Iranian-American actress

Talayeh Ashrafi (طلایه اشرفی;), known professionally as Tala Ashe, is an Iranian-American actress. She was nominated for a Tony Award for Best Featured Actress in a Play in 2024 and known for her roles on the television series Smash, The Girls on the Bus, Adults, American Odyssey, and As the World Turns, as well as her regular role as Zari Tomaz and Zari Tarazi on The CW superhero series Legends of Tomorrow.

Ashe has acted in many musical and play productions, including Broadway's English, for which she received nominations at the Tony Award for Best Featured Actress in a Play and at the Drama League Award for Distinguished Performance.

== Early life and education ==
Ashe was born in Tehran, Iran. She immigrated to the United States when she was nine months old. Ashe grew up in Powell, Ohio, just outside of the state capital Columbus. She participated in her high school theatre productions as both an actress and director.

Ashe received a BFA from Boston University's School of Theatre. She also trained at the London Academy of Music and Dramatic Art and the Upright Citizens Brigade Theatre in New York City.

== Career ==
Ashe has performed in numerous regional and Off-Broadway stage productions. Ashe's first screen credit is for her role as Nadia in the 2008 film Waiting in Beijing. She was credited as Tala Ashrafi, but is credited as Tala Ashe in all subsequent roles. She has made guest appearances on the series Law & Order, Law & Order: Criminal Intent, 30 Rock, and Covert Affairs. Ashe has also had recurring roles on Smash and American Odyssey. She was also a cast member on As the World Turns.
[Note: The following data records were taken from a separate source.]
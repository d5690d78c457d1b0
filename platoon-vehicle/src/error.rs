use std::io;

use platoon_protocol::{ProtocolError, VehicleId};
use thiserror::Error;

/// Failure while talking to the broker before the simulation starts
#[derive(Debug, Error)]
pub enum BootstrapError {
    #[error("broker unreachable at {addr}: {source}")]
    BrokerUnreachable {
        addr: String,
        #[source]
        source: io::Error,
    },
    #[error("broker exchange failed: {0}")]
    Protocol(#[from] ProtocolError),
    #[error("vehicle {0} is missing from the peer table")]
    NotInTable(VehicleId),
    #[error("admission aborted")]
    AdmissionAborted,
}

/// Failure while linking to chain neighbours
#[derive(Debug, Error)]
pub enum LinkError {
    #[error("cannot resolve {host}: {source}")]
    Resolve {
        host: String,
        #[source]
        source: io::Error,
    },
    #[error("no link port for vehicle {0}")]
    NoPort(VehicleId),
    #[error("cannot listen on {addr}: {source}")]
    Bind {
        addr: String,
        #[source]
        source: io::Error,
    },
    #[error("cannot reach vehicle {peer}: {source}")]
    Connect {
        peer: VehicleId,
        #[source]
        source: io::Error,
    },
    #[error("vehicle {peer} never connected: {source}")]
    Accept {
        peer: VehicleId,
        #[source]
        source: io::Error,
    },
    #[error("cannot configure link: {0}")]
    Socket(#[from] io::Error),
}

#[derive(Debug, Error)]
pub enum AgentError {
    #[error(transparent)]
    Bootstrap(#[from] BootstrapError),
    #[error(transparent)]
    Link(#[from] LinkError),
}

impl AgentError {
    pub fn exit_code(&self) -> i32 {
        match self {
            AgentError::Bootstrap(_) => 1,
            AgentError::Link(_) => 2,
        }
    }

    /// One-line status for the terminal
    pub fn status(&self) -> &'static str {
        match self {
            AgentError::Bootstrap(BootstrapError::BrokerUnreachable { .. }) => "broker unreachable",
            AgentError::Bootstrap(BootstrapError::Protocol(e))
                if e.is_timeout() || matches!(e, ProtocolError::ConnectionClosed) =>
            {
                "broker unreachable"
            }
            AgentError::Bootstrap(BootstrapError::AdmissionAborted) => "admission aborted",
            AgentError::Bootstrap(_) => "bootstrap failed",
            AgentError::Link(_) => "link establishment failed",
        }
    }
}
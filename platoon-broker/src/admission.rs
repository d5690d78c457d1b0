//! Serial admission: IDs, the lead's commands, the table broadcast and the
//! start positions.

use std::io::{self, Read, Write};
use std::net::{SocketAddr, TcpListener, TcpStream, ToSocketAddrs};

use platoon_protocol::broker::{start_position, ADMISSION_MARKER, START_POSITION_REQUEST};
use platoon_protocol::{
    AdmissionCommand, PeerAddr, PeerTable, VehicleId, BOOTSTRAP_TIMEOUT, MAX_VEHICLES,
};
use tracing::{debug, info, warn};

use crate::error::{AdmissionError, RegistrationError};

/// One registered vehicle connection
#[derive(Debug)]
pub struct Lane {
    pub id: VehicleId,
    pub addr: PeerAddr,
    pub stream: TcpStream,
}

impl Lane {
    fn send(&mut self, bytes: &[u8]) -> io::Result<()> {
        self.stream.write_all(bytes)?;
        self.stream.flush()
    }
}

pub struct Broker {
    listener: TcpListener,
    local: SocketAddr,
}

impl Broker {
    pub fn bind(host: &str, port: u16) -> Result<Self, AdmissionError> {
        let addr = format!("{}:{}", host, port);
        let bind_error = |source: io::Error| AdmissionError::Bind {
            addr: addr.clone(),
            source,
        };
        let candidates: Vec<SocketAddr> = (host, port).to_socket_addrs().map_err(bind_error)?.collect();
        let listener = TcpListener::bind(&candidates[..]).map_err(bind_error)?;
        let local = listener.local_addr().map_err(bind_error)?;
        info!("broker listening on {}", local);
        Ok(Broker { listener, local })
    }

    pub fn local_addr(&self) -> SocketAddr {
        self.local
    }

    /// Accept one connection and give it `id`
    fn register(&self, id: VehicleId) -> Result<Lane, RegistrationError> {
        let (mut stream, peer) = self.listener.accept().map_err(RegistrationError::Accept)?;
        debug!("connection from {}", peer);
        stream.set_nodelay(true)?;
        stream.set_read_timeout(Some(BOOTSTRAP_TIMEOUT))?;
        stream.set_write_timeout(Some(BOOTSTRAP_TIMEOUT))?;

        let mut marker = [0u8; 1];
        let marker = match stream.read(&mut marker)? {
            0 => None,
            _ => Some(marker[0]),
        };
        if marker != Some(ADMISSION_MARKER) {
            return Err(RegistrationError::Marker(marker));
        }

        let mut lane = Lane {
            id,
            addr: PeerAddr::from(peer),
            stream,
        };
        lane.send(id.to_string().as_bytes())?;
        info!("vehicle {} registered from {}", id, lane.addr);
        Ok(lane)
    }

    /// Run admission until the lead closes it, then broadcast the table.
    ///
    /// The listener is gone once this returns, so later connection attempts
    /// are refused.
    pub fn admit(self) -> Result<Roster, AdmissionError> {
        let mut lanes = Vec::new();

        let mut lead = loop {
            match self.register(VehicleId::LEAD) {
                Ok(lane) => break lane,
                Err(e) => warn!("lead registration failed: {}", e),
            }
        };
        lead.stream.set_read_timeout(None).map_err(AdmissionError::Lead)?;

        loop {
            let mut command = [0u8; 1];
            match lead.stream.read(&mut command) {
                Ok(0) => return Err(AdmissionError::LeadDisconnected),
                Ok(_) => {}
                Err(ref e) if e.kind() == io::ErrorKind::Interrupted => continue,
                Err(e) => return Err(AdmissionError::Lead(e)),
            }

            match AdmissionCommand::from_byte(command[0]) {
                Some(AdmissionCommand::Extend) if lanes.len() + 1 >= MAX_VEHICLES => {
                    info!("max reached ({} vehicles), ignoring extend", MAX_VEHICLES);
                }
                Some(AdmissionCommand::Extend) => {
                    let id = VehicleId((lanes.len() + 2) as u32);
                    match self.register(id) {
                        Ok(lane) => lanes.push(lane),
                        Err(e) => warn!("registration of vehicle {} failed: {}", id, e),
                    }
                }
                Some(AdmissionCommand::Close) => break,
                None => debug!("ignoring admission byte {:#04x}", command[0]),
            }
        }

        drop(self.listener);
        lead.stream
            .set_read_timeout(Some(BOOTSTRAP_TIMEOUT))
            .map_err(AdmissionError::Lead)?;
        lanes.insert(0, lead);

        let table: PeerTable = lanes.iter().map(|l| (l.id, l.addr.clone())).collect();
        let json = table.to_json();
        info!("admission closed, broadcasting table of {} vehicle(s)", table.len());
        for lane in &mut lanes {
            if let Err(e) = lane.send(&json) {
                warn!("table not delivered to vehicle {}: {}", lane.id, e);
            }
        }
        Ok(Roster { table, lanes })
    }
}

/// The frozen platoon after admission
#[derive(Debug)]
pub struct Roster {
    pub table: PeerTable,
    lanes: Vec<Lane>,
}

impl Roster {
    pub fn len(&self) -> usize {
        self.lanes.len()
    }

    pub fn is_empty(&self) -> bool {
        self.lanes.is_empty()
    }

    /// Answer each vehicle's start position request, in ID order
    pub fn seed_start_positions(&mut self) {
        let total = self.lanes.len();
        for lane in &mut self.lanes {
            let mut request = [0u8; 4];
            if let Err(e) = lane.stream.read_exact(&mut request) {
                warn!("vehicle {} sent no start position request: {}", lane.id, e);
                continue;
            }
            if &request[..] != START_POSITION_REQUEST {
                warn!("vehicle {} sent {:?} instead of a start position request", lane.id, request);
                continue;
            }
            let position = start_position(total, lane.id);
            match lane.send(position.to_string().as_bytes()) {
                Ok(()) => debug!("vehicle {} starts at {}", lane.id, position),
                Err(e) => warn!("start position not delivered to vehicle {}: {}", lane.id, e),
            }
        }
    }

    pub fn into_lanes(self) -> Vec<Lane> {
        self.lanes
    }
}
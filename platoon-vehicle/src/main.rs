mod logger;
mod parse_args;

use parse_args::parse_args;
use platoon_vehicle::agent;
use platoon_vehicle::input::{enter_raw_mode, spawn_key_reader};

fn main() {
    let args = match parse_args() {
        Ok(a) => a,
        Err(e) => {
            eprintln!("Error parsing arguments: {}", e);
            std::process::exit(1);
        }
    };

    // Held until the final status line so the terminal is always restored
    let raw_mode = match enter_raw_mode() {
        Ok(guard) => guard,
        Err(e) => {
            eprintln!("Warning: keys need Enter, raw mode unavailable: {}", e);
            None
        }
    };

    if let Err(e) = logger::init(args.verbosity, args.log_file.as_deref(), raw_mode.is_some()) {
        drop(raw_mode);
        eprintln!("Failed to set up logging: {}", e);
        std::process::exit(1);
    }
    if let Some(path) = &args.log_file {
        eprint!("Logging to: {}{}", path, if raw_mode.is_some() { "\r\n" } else { "\n" });
    }

    let keys = match spawn_key_reader(std::io::stdin()) {
        Ok(rx) => rx,
        Err(e) => {
            drop(raw_mode);
            eprintln!("Failed to read keys: {}", e);
            std::process::exit(1);
        }
    };

    let config = args.to_config();
    let result = agent::run(&config, keys);
    drop(raw_mode);

    match result {
        Ok(reason) => {
            eprintln!("{}", reason);
            std::process::exit(reason.exit_code());
        }
        Err(e) => {
            eprintln!("{}: {}", e.status(), e);
            std::process::exit(e.exit_code());
        }
    }
}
In 2017, Ashe joined the main cast of Legends of Tomorrow as Zari Tomaz. She took the lead for a bottle episode titled "Here I Go Again" and drew praise from critics and fans alike for her performance.

In 2022, Ashe was cast for the lead role of Elham on Off-Broadway debut play English at the Linda Gross Theatre. After playing the role in a number of theatres in the US, the play debuted on Broadway at the Roundabout Theatre Company's Todd Haimes Theatre in January 2025. Her performance gave her a Tony Award nomination for Best Featured Actress in a Play and a Drama League Award for Distinguished Performance.

== Personal life ==
Ashe is Iranian-American and holds dual citizenship. Her name, Talayeh, means "pioneer" in Persian and comes from the Shahnameh. In addition to English, she speaks fluent Persian. Along with her fellow Arrowverse actresses, Ashe is a founding member of Shethority, a project aimed at inspiring and uplifting women (inclusively defined).

== Filmography ==

Television and film roles
| Year | Title | Role | Notes |
|---|---|---|---|
| 2008 | Waiting in Beijing | Nadia | Film; credited as Tala Ashrafi |
| 2008 | Law & Order | Madison | Episode: "Angelgrove" |
| 2008 | As the World Turns | Ameera Ali Aziz | Recurring role, 26 episodes |
| 2011 | Law & Order: Criminal Intent | Rebecca Landon | Episode: "Boots on the Ground" |
| 2012 | Smash | R.J. Quigley | Recurring role (season 1), 6 episodes |
| 2015 | American Odyssey | Anna Stone | Recurring role, 7 episodes |
| 2017–2022 | Legends of Tomorrow | Zari Tomaz and Zari Tarazi | Main role (season 3–7), 74 episodes |
| 2024 | The Girls on the Bus | Althea Abdi | Recurring role |
| 2025 | Adults | Hilary | Episode: "Roast Chicken" |
| 2026 | CIA | Leila Karimi | Episode: "Deep Cover" (S1E5) |

== Stage ==
In addition to the following, Ashe has also performed in productions of Love's Labour's Lost (as Tala Ashrafi; Huntington Theatre Company), Age of Innocence (New York Arena), Autophagy (Drama League Director's Project), Twelfth Night (Actors' Shakespeare Project), and Pearls from Salt (Olney Theatre), among others.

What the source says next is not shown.